- **Activity**
Below are the entries to retype; reproduce each one exactly.
** Opening Task data block **
//! Mount-time options of a playground session.

use std::time::Duration;

use super::ErrorRetention;
use super::view::Orientation;
use crate::actor::debouncer::DEBOUNCE_MS;
use crate::core::FileSet;
use crate::provider::Resolver;

/// Presentational passthrough, never read by the state machines.
#[derive(Debug, Clone, Default, PartialEq, Eq)]
pub struct Appearance {
    /// Header label.
    pub name: Option<String>,
    /// Inline style string for the root element.
    pub style: Option<String>,
    /// Extra class appended to the root class.
    pub class_name: Option<String>,
}

/// Everything a host configures when mounting a playground.
#[derive(Debug, Clone)]
pub struct SessionOptions {
    /// Starting (and resetting) file set.
    pub initial_files: FileSet,
    /// Handed to the provider unmodified.
    pub resolver: Resolver,
    /// Initial code panel visibility.
    pub live: bool,
    pub orientation: Orientation,
    pub appearance: Appearance,
    /// Quiescence window of the debounce buffer.
    pub debounce: Duration,
    /// Attach target for fullscreen; `None` renders in place.
    pub portal: Option<String>,
    pub retention: ErrorRetention,
}

impl SessionOptions {
    pub fn new(initial_files: impl Into<FileSet>) -> Self {
        Self {
            initial_files: initial_files.into(),
            resolver: Resolver::none(),
            live: true,
            orientation: Orientation::Horizontal,
            appearance: Appearance::default(),
            debounce: Duration::from_millis(DEBOUNCE_MS),
            portal: None,
            retention: ErrorRetention::default(),
        }
    }

    pub fn resolver(mut self, resolver: Resolver) -> Self {
        self.resolver = resolver;
        self
    }

    pub fn live(mut self, live: bool) -> Self {
        self.live = live;
        self
    }

    pub fn orientation(mut self, orientation: Orientation) -> Self {
        self.orientation = orientation;
        self
    }

    pub fn name(mut self, name: impl Into<String>) -> Self {
        self.appearance.name = Some(name.into());
        self
    }

    pub fn style(mut self, style: impl Into<String>) -> Self {
        self.appearance.style = Some(style.into());
        self
    }

    pub fn class_name(mut self, class_name: impl Into<String>) -> Self {
        self.appearance.class_name = Some(class_name.into());
        self
    }

    pub fn debounce(mut self, debounce: Duration) -> Self {
        self.debounce = debounce;
        self
    }

    pub fn portal(mut self, target: impl Into<String>) -> Self {
        self.portal = Some(target.into());
        self
    }

    pub fn retention(mut self, retention: ErrorRetention) -> Self {
        self.retention = retention;
        self
    }
}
** Closing Task data block **
- **Response below**
//! Mount-time options of a playground session.

use std::time::Duration;

use super::ErrorRetention;
use super::view::Orientation;
use crate::actor::debouncer::DEBOUNCE_MS;
use crate::core::FileSet;
use crate::provider::Resolver;

/// Presentational passthrough, never read by the state machines.
#[derive(Debug, Clone, Default, PartialEq, Eq)]
pub struct Appearance {
    /// Header label.
    pub name: Option<String>,
    /// Inline style string for the root element.
    pub style: Option<String>,
    /// Extra class appended to the root class.
    pub class_name: Option<String>,
}

/// Everything a host configures when mounting a playground.
#[derive(Debug, Clone)]
pub struct SessionOptions {
    /// Starting (and resetting) file set.
    pub initial_files: FileSet,
    /// Handed to the provider unmodified.
    pub resolver: Resolver,
    /// Initial code panel visibility.
    pub live: bool,
    pub orientation: Orientation,
    pub appearance: Appearance,
    /// Quiescence window of the debounce buffer.
    pub debounce: Duration,
    /// Attach target for fullscreen; `None` renders in place.
    pub portal: Option<String>,
    pub retention: ErrorRetention,
}

impl SessionOptions {
    pub fn new(initial_files: impl Into<FileSet>) -> Self {
        Self {
            initial_files: initial_files.into(),
            resolver: Resolver::none(),
            live: true,
            orientation: Orientation::Horizontal,
            appearance: Appearance::default(),
            debounce: Duration::from_millis(DEBOUNCE_MS),
            portal: None,
            retention: ErrorRetention::default(),
        }
    }

    pub fn resolver(mut self, resolver: Resolver) -> Self {
        self.resolver = resolver;
        self
    }

    pub fn live(mut self, live: bool) -> Self {
        self.live = live;
        self
    }

    pub fn orientation(mut self, orientation: Orientation) -> Self {
        self.orientation = orientation;
        self
    }

    pub fn name(mut self, name: impl Into<String>) -> Self {
        self.appearance.name = Some(name.into());
        self
    }

    pub fn style(mut self, style: impl Into<String>) -> Self {
        self.appearance.style = Some(style.into());
        self
    }

    pub fn class_name(mut self, class_name: impl Into<String>) -> Self {
        self.appearance.class_name = Some(class_name.into());
        self
    }

    pub fn debounce(mut self, debounce: Duration) -> Self {
        self.debounce = debounce;
        self
    }

    pub fn portal(mut self, target: impl Into<String>) -> Self {
        self.portal = Some(target.into());
        self
    }

    pub fn retention(mut self, retention: ErrorRetention) -> Self {
        self.retention = retention;
        self
    }
}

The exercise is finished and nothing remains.